BREAKING BREAD. Fr. Thomas Rosica, CSB says when we break bread, it is a means of sharing in the body of Christ. Fr. Joseph Pelligrino adds that this is why we come together on Sundays - to meet Christ in the Scripture and the Eucharist. We come because we enjoy being in His presence just as the disciples at Emmaus enjoyed His presence. As an aside, here's our related Burning Question for the week: Is the Mass a Sacrifice or is it a Banquet? And check out this interesting blog about "Small Groups, Catholic Style" and how it relates to our celebration of the Mass.

NOT A GHOST. The two disciples then ran all the way back to Jerusalem and the other apostles where Jesus again appears in their midst. As might be imagined, explains Canon Dr. Daniel Meynen, the disciples are spooked by the appearance of someone they buried just a few days before. "They were startled and frightened." Marcellino D'Ambrosio explains the gnostic mindset prevailing among Jews during the heyday of the Roman Empire and why Jesus had to insist that he was no ghost.

Jesus kindly pointed out to the assembled apostles that ghosts do not have flesh and bones. Fr. John Foley explains how our Lord showed them His hands and feet, with the wounds of the cross now overlaid by God’s healing love. He even asks for something to eat - ghosts can't do that. Abbot Philip Lawrence, OSB tells us that like the apostles, part of our Christian experience at times is about disillusionment and really wondering if God is indeed present in our lives. And Fr. Campion P. Gavaler, OSB explains why Luke's gospel together with his Acts of the Apostles may well be called the good news of the Holy Spirit.

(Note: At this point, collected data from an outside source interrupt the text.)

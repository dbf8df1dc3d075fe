//! Application configuration.

use serde::{Deserialize, Serialize};
use shopdesk_data::ApiConfig;
use shopdesk_observability::{ToastOptions, ToasterConfig};

/// Configuration for a shopdesk session.
#[derive(Debug, Clone, Default, PartialEq, Serialize, Deserialize)]
#[serde(default)]
pub struct AppConfig {
    /// Remote API location.
    pub api: ApiConfig,
    /// Default options for every toast.
    pub toast: ToastOptions,
    /// Toast container policy.
    pub toaster: ToasterConfig,
}

impl AppConfig {
    /// Create a configuration for the given API base URL.
    pub fn new(base_url: impl Into<String>) -> Self {
        Self {
            api: ApiConfig::new(base_url),
            ..Default::default()
        }
    }

    /// Defaults, with the API URL taken from the environment.
    pub fn from_env() -> Self {
        Self {
            api: ApiConfig::from_env(),
            ..Default::default()
        }
    }

    /// Replace the API base URL.
    pub fn with_api_url(mut self, base_url: impl Into<String>) -> Self {
        self.api = ApiConfig::new(base_url);
        self
    }

    /// Replace the default toast options.
    pub fn with_toast(mut self, toast: ToastOptions) -> Self {
        self.toast = toast;
        self
    }
}

#[cfg(test)]
mod tests {
    use super::*;
    use shopdesk_data::DEFAULT_API_URL;

    #[test]
    fn test_app_config_default() {
        let config = AppConfig::default();

        assert_eq!(config.api.base_url, DEFAULT_API_URL);
        assert_eq!(config.toast, ToastOptions::default());
        assert_eq!(config.toaster.max_toasts, 20);
    }

    #[test]
    fn test_app_config_with_api_url() {
        let config = AppConfig::default().with_api_url("http://localhost:3000/api");
        assert_eq!(config.api.base_url, "http://localhost:3000/api");
        assert!(config.toaster.newest_on_top);
    }

    #[test]
    fn test_app_config_partial_json() {
        let config: AppConfig = serde_json::from_str(
            r#"{ "api": { "base_url": "https://api.test" }, "toast": { "timeout_ms": 0 } }"#,
        )
        .unwrap();

        assert_eq!(config.api.base_url, "https://api.test");
        assert_eq!(config.toast.timeout, None);
        assert!(config.toast.close_on_click);
    }
}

CONVERSION & FRIENDLY PERSUASION. Here's a compelling piece which reminds us that the most powerful defense of the faith lies not in what we say, but in how we live. Abel Escobedo, who converted to the Church last Easter, is testament to this. He describes his old self thus, "I was the worst. I was a devil." Another convert in the news this week is well-known anti-Jesus British author A.N. Wilson who announced in the pages of The Daily Mail that he, after years of running from the Hound of Heaven, has come back to the Christian faith. "My own return to faith has surprised no one more than myself," he exclaims.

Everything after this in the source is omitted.